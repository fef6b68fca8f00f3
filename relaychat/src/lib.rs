//! `RelayChat` terminal client library.

pub mod app;
pub mod client;
pub mod config;
pub mod input;
pub mod session;
pub mod shutdown;
pub mod ui;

* * *

### Exercise brief
Your answer should be the records themselves, returned word for word.

### Output
repository fef6b68fca8f00f3
filename relaychat/src/lib.rs
//! `RelayChat` terminal client library.

pub mod app;
pub mod client;
pub mod config;
pub mod input;
pub mod session;
pub mod shutdown;
pub mod ui;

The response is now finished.